HIV/AIDS — A Very Real Risk for College Women

[The following post is courtesy of Vanessa Cullins, M.D., Vice President of Medical Affairs at Planned Parenthood. Upon speaking with Vanessa and asking for information on STDs we began discussing HIV/AIDS. Naively, I mentioned that college kids are safe and know to protect themselves against this deadly disease. Turns out, I was wrong, and thinking that way is incredibly dangerous.]

Once in a while, we get a variation of this question via e-mail: “I’m a woman in college, and I’m wondering if I still need to be worried about getting HIV. Isn’t it pretty much under control by now?”

HIV/AIDS is definitely still a threat — especially among young people and women. Today, women account for more than one-quarter of all new HIV/AIDS diagnoses, and women of color are especially affected by HIV infection and AIDS. The growing complacency about this deadly disease is alarming.  You cannot tell from looking at someone whether that person is infected with HIV or any other sexually transmitted disease (STD). That is why all sexually active people need to protect themselves against HIV.

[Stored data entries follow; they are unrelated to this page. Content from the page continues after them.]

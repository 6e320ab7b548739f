//! CSV output for spreadsheet analysis
//!
//! - `analysis_summary.csv`: one row per subject (means/SDs/changes to 2
//!   decimals, effect sizes to 3, p-values to 4)
//! - `individual_trials.csv`: every cleaned trial of the three measurement
//!   phases, the data behind a per-trial scatter chart

use crate::phases::Phase;
use crate::subject::{SubjectResult, MEASUREMENT_PHASES};

pub const SUMMARY_FILE_NAME: &str = "analysis_summary.csv";
pub const TRIALS_FILE_NAME: &str = "individual_trials.csv";

const SUMMARY_HEADER: [&str; 16] = [
    "subject",
    "bl_mean_ms",
    "bl_sd",
    "bl_n",
    "p1_mean_ms",
    "p1_sd",
    "p1_n",
    "p2_mean_ms",
    "p2_sd",
    "p2_n",
    "change_p1_ms",
    "change_p2_ms",
    "d_p1",
    "d_p2",
    "p_bl_vs_p1",
    "p_bl_vs_p2",
];

/// Escape CSV field (handle commas, quotes, newlines)
fn escape_field(field: &str) -> String {
    if field.contains(',') || field.contains('"') || field.contains('\n') {
        format!("\"{}\"", field.replace('"', "\"\""))
    } else {
        field.to_string()
    }
}

/// Per-subject summary table
#[derive(Debug, Default)]
pub struct SummaryCsv {
    rows: Vec<Vec<String>>,
}

impl SummaryCsv {
    pub fn new() -> Self {
        Self::default()
    }

    pub fn from_results(results: &[SubjectResult]) -> Self {
        let mut csv = Self::new();
        for result in results {
            csv.add_subject(result);
        }
        csv
    }

    /// Add one subject row
    pub fn add_subject(&mut self, r: &SubjectResult) {
        let mut row = vec![escape_field(&r.subject)];
        for d in [&r.baseline, &r.phase1, &r.phase2] {
            row.push(format!("{:.2}", d.mean));
            row.push(format!("{:.2}", d.sd));
            row.push(d.n.to_string());
        }
        row.push(format!("{:.2}", r.change_p1));
        row.push(format!("{:.2}", r.change_p2));
        row.push(format!("{:.3}", r.baseline_vs_p1.effect_size));
        row.push(format!("{:.3}", r.baseline_vs_p2.effect_size));
        row.push(format!("{:.4}", r.baseline_vs_p1.test.pvalue));
        row.push(format!("{:.4}", r.baseline_vs_p2.test.pvalue));
        self.rows.push(row);
    }

    /// Generate CSV output as string
    pub fn to_csv(&self) -> String {
        let mut output = SUMMARY_HEADER.join(",");
        output.push('\n');
        for row in &self.rows {
            output.push_str(&row.join(","));
            output.push('\n');
        }
        output
    }
}

/// One cleaned trial
#[derive(Debug, Clone, PartialEq)]
pub struct CsvTrial {
    pub subject: String,
    pub phase: Phase,
    /// 1-based position among the phase's cleaned trials
    pub ordinal: usize,
    pub reaction_time_ms: f64,
}

/// Per-trial table of cleaned reaction times
#[derive(Debug, Default)]
pub struct TrialsCsv {
    trials: Vec<CsvTrial>,
}

impl TrialsCsv {
    pub fn new() -> Self {
        Self::default()
    }

    pub fn from_results(results: &[SubjectResult]) -> Self {
        let mut csv = Self::new();
        for result in results {
            csv.add_subject(result);
        }
        csv
    }

    /// Add every cleaned trial of one subject's measurement phases
    pub fn add_subject(&mut self, r: &SubjectResult) {
        for phase in MEASUREMENT_PHASES {
            let Some(series) = r.series(phase) else {
                continue;
            };
            for (i, rt) in series.values.iter().enumerate() {
                self.trials.push(CsvTrial {
                    subject: r.subject.clone(),
                    phase,
                    ordinal: i + 1,
                    reaction_time_ms: *rt,
                });
            }
        }
    }

    pub fn len(&self) -> usize {
        self.trials.len()
    }

    pub fn is_empty(&self) -> bool {
        self.trials.is_empty()
    }

    pub fn to_csv(&self) -> String {
        let mut output = String::from("subject,phase,trial,reaction_time_ms\n");
        for t in &self.trials {
            output.push_str(&format!(
                "{},{},{},{}\n",
                escape_field(&t.subject),
                t.phase,
                t.ordinal,
                t.reaction_time_ms
            ));
        }
        output
    }
}
//! Group-level aggregation across subjects
//!
//! Two views of the same experiment:
//! - Subject level: per-subject means, change scores and effect sizes are
//!   summarised; paired t-tests and signed-rank tests run on them. With the
//!   handful of subjects in one session these are informational only.
//! - Trial level: every cleaned trial is pooled per phase, ignoring subject
//!   identity, and compared with a Kruskal-Wallis omnibus test. A
//!   significant omnibus result is followed by Bonferroni-corrected
//!   two-sided pairwise tests over all three pairs; otherwise one-sided
//!   baseline comparisons are reported uncorrected as supplementary
//!   information.

use serde::Serialize;

use crate::config::AnalysisConfig;
use crate::error::{AnalysisError, Result};
use crate::phases::Phase;
use crate::stats::{
    bonferroni, effect_size_population, kruskal_wallis, mann_whitney_u, mean, paired_t_test, sample_sd,
    wilcoxon_signed_rank, Alternative, KruskalWallisTest, PairedTTest, RankSumTest, SignedRankTest,
};
use crate::subject::SubjectResult;

/// Mean and spread of one per-subject quantity across subjects
#[derive(Debug, Clone, Copy, PartialEq, Serialize)]
pub struct GroupStat {
    pub mean: f64,
    /// Sample SD across subjects; `None` with fewer than two subjects
    pub sd: Option<f64>,
}

impl GroupStat {
    fn of(values: &[f64], context: &str) -> Result<Self> {
        Ok(GroupStat {
            mean: mean(values, context)?,
            sd: sample_sd(values),
        })
    }
}

/// A group test that may not be computable for the available subjects
#[derive(Debug, Clone, PartialEq, Serialize)]
#[serde(rename_all = "snake_case")]
pub enum TestOutcome<T> {
    Computed(T),
    NotComputable { reason: String },
}

impl<T> TestOutcome<T> {
    pub fn computed(&self) -> Option<&T> {
        match self {
            TestOutcome::Computed(value) => Some(value),
            TestOutcome::NotComputable { .. } => None,
        }
    }

    /// Why the test was skipped, if it was
    pub fn reason(&self) -> Option<&str> {
        match self {
            TestOutcome::Computed(_) => None,
            TestOutcome::NotComputable { reason } => Some(reason),
        }
    }

    fn from_result(result: Result<T>) -> Self {
        match result {
            Ok(value) => TestOutcome::Computed(value),
            Err(e) => TestOutcome::NotComputable {
                reason: e.to_string(),
            },
        }
    }
}

/// Signed-rank test on change scores with its power flag
#[derive(Debug, Clone, Copy, PartialEq, Serialize)]
pub struct SignedRankOutcome {
    pub test: SignedRankTest,
    /// The smallest achievable p-value does not reach the significance level
    pub underpowered: bool,
}

/// One pairwise comparison of pooled phases
///
/// The rank-sum test and the effect size are computed independently; either
/// can be degenerate (e.g. both pools constant) without dropping the other
/// or the rest of the group analysis.
#[derive(Debug, Clone, PartialEq, Serialize)]
pub struct PooledComparison {
    pub first: Phase,
    pub second: Phase,
    pub test: TestOutcome<RankSumTest>,
    /// Bonferroni-adjusted p-value; `None` for uncorrected comparisons or
    /// when the test was not computable
    pub corrected_pvalue: Option<f64>,
    /// Equal-weight effect size with population SDs of the pooled trials
    pub effect_size: TestOutcome<f64>,
}

/// Follow-up to the omnibus test
#[derive(Debug, Clone, PartialEq, Serialize)]
#[serde(rename_all = "snake_case")]
pub enum PostHoc {
    /// Omnibus significant: two-sided tests on all pairs, Bonferroni-corrected
    Corrected(Vec<PooledComparison>),
    /// Omnibus not significant: one-sided baseline comparisons, uncorrected
    Supplementary(Vec<PooledComparison>),
}

impl PostHoc {
    pub fn comparisons(&self) -> &[PooledComparison] {
        match self {
            PostHoc::Corrected(c) | PostHoc::Supplementary(c) => c,
        }
    }
}

/// Trial-level analysis over the pooled phases
#[derive(Debug, Clone, PartialEq, Serialize)]
pub struct PooledAnalysis {
    pub baseline_n: usize,
    pub phase1_n: usize,
    pub phase2_n: usize,
    pub omnibus: KruskalWallisTest,
    pub post_hoc: PostHoc,
}

/// Plain-language reading of the group change after phase 2
#[derive(Debug, Clone, PartialEq, Serialize)]
pub struct Interpretation {
    pub mean_change_p2: f64,
    pub literature_reference_ms: f64,
    /// Faster after training, the direction reported in the literature
    pub consistent_with_literature: bool,
    pub subjects: usize,
}

impl Interpretation {
    pub fn lines(&self) -> Vec<String> {
        let mut lines = Vec::new();
        if self.consistent_with_literature {
            lines.push(format!(
                "Group mean reaction time improved by {:.1} ms after training phase 2.",
                self.mean_change_p2
            ));
            lines.push(format!(
                "The direction matches the {:.0} ms improvement reported in prior work.",
                self.literature_reference_ms
            ));
        } else {
            lines.push(format!(
                "No group mean improvement after training phase 2 ({:+.1} ms).",
                self.mean_change_p2
            ));
        }
        lines.push(format!(
            "With n = {} subjects statistical significance is hard to claim; interpret effect sizes first.",
            self.subjects
        ));
        lines
    }
}

/// Aggregate result over all analysed subjects
#[derive(Debug, Clone, PartialEq, Serialize)]
pub struct GroupResult {
    pub subjects: usize,

    pub baseline_mean: GroupStat,
    pub phase1_mean: GroupStat,
    pub phase2_mean: GroupStat,
    pub change_p1: GroupStat,
    pub change_p2: GroupStat,

    /// Average per-subject effect sizes
    pub mean_d_p1: f64,
    pub mean_d_p2: f64,
    pub mean_d_p1_p2: f64,

    /// Paired t-tests of per-subject baseline means against post means
    pub paired_t_p1: TestOutcome<PairedTTest>,
    pub paired_t_p2: TestOutcome<PairedTTest>,

    /// One-sided signed-rank tests of the change scores against zero
    pub signed_rank_p1: TestOutcome<SignedRankOutcome>,
    pub signed_rank_p2: TestOutcome<SignedRankOutcome>,

    pub pooled: PooledAnalysis,
    pub interpretation: Interpretation,
}

fn paired(subjects: usize, first: &[f64], second: &[f64]) -> TestOutcome<PairedTTest> {
    if subjects < 2 {
        return TestOutcome::NotComputable {
            reason: format!("paired t-test needs at least 2 subjects, have {subjects}"),
        };
    }
    TestOutcome::from_result(paired_t_test(first, second))
}

fn signed_rank(changes: &[f64], label: &str, alpha: f64) -> TestOutcome<SignedRankOutcome> {
    let outcome = TestOutcome::from_result(wilcoxon_signed_rank(changes, Alternative::Greater).map(|test| {
        SignedRankOutcome {
            underpowered: test.min_achievable_p >= alpha,
            test,
        }
    }));

    match &outcome {
        TestOutcome::Computed(o) if o.underpowered => tracing::warn!(
            "Signed-rank test {} is underpowered: n={} gives minimum p={:.4} >= {}",
            label,
            o.test.n,
            o.test.min_achievable_p,
            alpha
        ),
        TestOutcome::NotComputable { reason } => {
            tracing::warn!("Signed-rank test {} not computable: {}", label, reason)
        }
        _ => {}
    }
    outcome
}

fn pooled_comparison(
    pools: &[(Phase, &[f64])],
    first: usize,
    second: usize,
    alternative: Alternative,
    comparisons: Option<usize>,
) -> PooledComparison {
    let (first_phase, a) = pools[first];
    let (second_phase, b) = pools[second];
    let context = format!("pooled {first_phase} vs {second_phase}");

    let test = TestOutcome::from_result(mann_whitney_u(a, b, alternative).map_err(|e| e.in_context(&context)));
    let effect_size = TestOutcome::from_result(effect_size_population(a, b).map_err(|e| e.in_context(&context)));

    for (what, outcome) in [("rank-sum test", test.reason()), ("effect size", effect_size.reason())] {
        if let Some(reason) = outcome {
            tracing::warn!("{} {} not computable: {}", context, what, reason);
        }
    }

    PooledComparison {
        first: first_phase,
        second: second_phase,
        corrected_pvalue: match (comparisons, test.computed()) {
            (Some(m), Some(t)) => Some(bonferroni(t.pvalue, m)),
            _ => None,
        },
        test,
        effect_size,
    }
}

/// Pool trials per phase and run the omnibus test with its follow-up
pub fn analyze_pooled(subjects: &[SubjectResult], config: &AnalysisConfig) -> Result<PooledAnalysis> {
    let concat = |select: fn(&SubjectResult) -> &[f64]| -> Vec<f64> {
        subjects.iter().flat_map(|s| select(s).iter().copied()).collect()
    };
    let all_baseline = concat(|s| s.baseline_series.values.as_slice());
    let all_p1 = concat(|s| s.phase1_series.values.as_slice());
    let all_p2 = concat(|s| s.phase2_series.values.as_slice());

    let omnibus = kruskal_wallis(&[&all_baseline, &all_p1, &all_p2]).map_err(|e| e.in_context("pooled omnibus"))?;

    let pools = [
        (Phase::Baseline, all_baseline.as_slice()),
        (Phase::MeasurePhase1, all_p1.as_slice()),
        (Phase::MeasurePhase2, all_p2.as_slice()),
    ];

    let post_hoc = if omnibus.pvalue < config.significance_level {
        tracing::info!(
            "Pooled omnibus significant (H={:.3}, p={:.4}); running corrected pairwise tests",
            omnibus.h,
            omnibus.pvalue
        );
        let m = Some(config.bonferroni_comparisons);
        PostHoc::Corrected(vec![
            pooled_comparison(&pools, 0, 1, Alternative::TwoSided, m),
            pooled_comparison(&pools, 0, 2, Alternative::TwoSided, m),
            pooled_comparison(&pools, 1, 2, Alternative::TwoSided, m),
        ])
    } else {
        tracing::info!(
            "Pooled omnibus not significant (H={:.3}, p={:.4}); reporting one-sided baseline comparisons",
            omnibus.h,
            omnibus.pvalue
        );
        PostHoc::Supplementary(vec![
            pooled_comparison(&pools, 0, 1, Alternative::Greater, None),
            pooled_comparison(&pools, 0, 2, Alternative::Greater, None),
        ])
    };

    Ok(PooledAnalysis {
        baseline_n: all_baseline.len(),
        phase1_n: all_p1.len(),
        phase2_n: all_p2.len(),
        omnibus,
        post_hoc,
    })
}

/// Aggregate per-subject results
///
/// Fails with `DataInsufficient` when there are no subjects. Tests that
/// cannot be computed for the available subjects are reported as
/// [`TestOutcome::NotComputable`] rather than failing the run.
pub fn analyze_group(subjects: &[SubjectResult], config: &AnalysisConfig) -> Result<GroupResult> {
    if subjects.is_empty() {
        return Err(AnalysisError::DataInsufficient {
            context: "group analysis (subjects)".to_string(),
            required: 1,
            actual: 0,
        });
    }

    let column = |f: fn(&SubjectResult) -> f64| -> Vec<f64> { subjects.iter().map(f).collect() };
    let bl_means = column(|s| s.baseline.mean);
    let p1_means = column(|s| s.phase1.mean);
    let p2_means = column(|s| s.phase2.mean);
    let changes_p1 = column(|s| s.change_p1);
    let changes_p2 = column(|s| s.change_p2);

    let n = subjects.len();
    let alpha = config.significance_level;
    let change_p2 = GroupStat::of(&changes_p2, "group change p2")?;

    let result = GroupResult {
        subjects: n,
        baseline_mean: GroupStat::of(&bl_means, "group baseline means")?,
        phase1_mean: GroupStat::of(&p1_means, "group phase 1 means")?,
        phase2_mean: GroupStat::of(&p2_means, "group phase 2 means")?,
        change_p1: GroupStat::of(&changes_p1, "group change p1")?,
        change_p2,
        mean_d_p1: mean(&column(|s| s.baseline_vs_p1.effect_size), "group d p1")?,
        mean_d_p2: mean(&column(|s| s.baseline_vs_p2.effect_size), "group d p2")?,
        mean_d_p1_p2: mean(&column(|s| s.p1_vs_p2.effect_size), "group d p1 vs p2")?,
        paired_t_p1: paired(n, &bl_means, &p1_means),
        paired_t_p2: paired(n, &bl_means, &p2_means),
        signed_rank_p1: signed_rank(&changes_p1, "baseline vs phase 1", alpha),
        signed_rank_p2: signed_rank(&changes_p2, "baseline vs phase 2", alpha),
        pooled: analyze_pooled(subjects, config)?,
        interpretation: Interpretation {
            mean_change_p2: change_p2.mean,
            literature_reference_ms: config.literature_reference_ms,
            consistent_with_literature: change_p2.mean > 0.0,
            subjects: n,
        },
    };

    Ok(result)
}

The U.S. Centers for Disease Control and Prevention report that more than 56,000 women and men are infected with HIV every year. And the American College Health Association has found that the rate of HIV infection among college students is about the same as it is for the general public. It seems that a lot of people — especially women — aren’t getting the message.

So what’s a girl to do?

First, get tested regularly. Know your status and the status of your partners. Planned Parenthood Federation of America has partnered with MTV and the Kaiser Family Foundation to launch the GYT — Get Yourself Tested — campaign. Visit http://gyt09.org to get information you can rely on about STDs, including HIV, and find your nearest testing location.

Second, plan your safer-sex strategy. Condoms used correctly and consistently are the best protection against HIV and other STDs, including HPV, gonorrhea, and chlamydia. Condoms reduce the risk of HIV infection substantially.  In fact, aside from abstinence and other forms of intimacy that result in no contact with another person’s genitals, condoms are the best protection against HIV.  Some studies show that about one out of two college students used a condom the last time they had sex. That’s good. But it also means that one of two didn’t.  And that’s not good — that’s a whole lot of people playing Russian roulette with contracting HIV/AIDS.

Having a good safer-sex strategy means knowing your risks and deciding which ones you are willing to take.  Here’s a step-by-step walk-through of some of your options:

•    Use a latex or female condom during vaginal, oral, and anal sex.
•    If you are not using a condom, it’s safer to have oral sex than vaginal or anal sex.
•    Rubbing against your partner, whether clothed or naked, is safer than sexual intercourse. Rubbing against your partner clothed is even safer.
•    If you and your partner are engaged in mutual fondling, it is safer to wash your hands before touching your own genitals.
•    Masturbating alone or together — or having phone sex or cybersex — is the safest sex option.

But the most important safer-sex strategy of all is to assume that all potential partners may be infected — and then take precautions.  The reality is that people will lie in order to have sex.  Another reality is that many people with HIV don’t know it!  Given these odds, you can’t rely on anyone else to protect you.

Remember: all sexually active people are at risk, and we need to protect ourselves.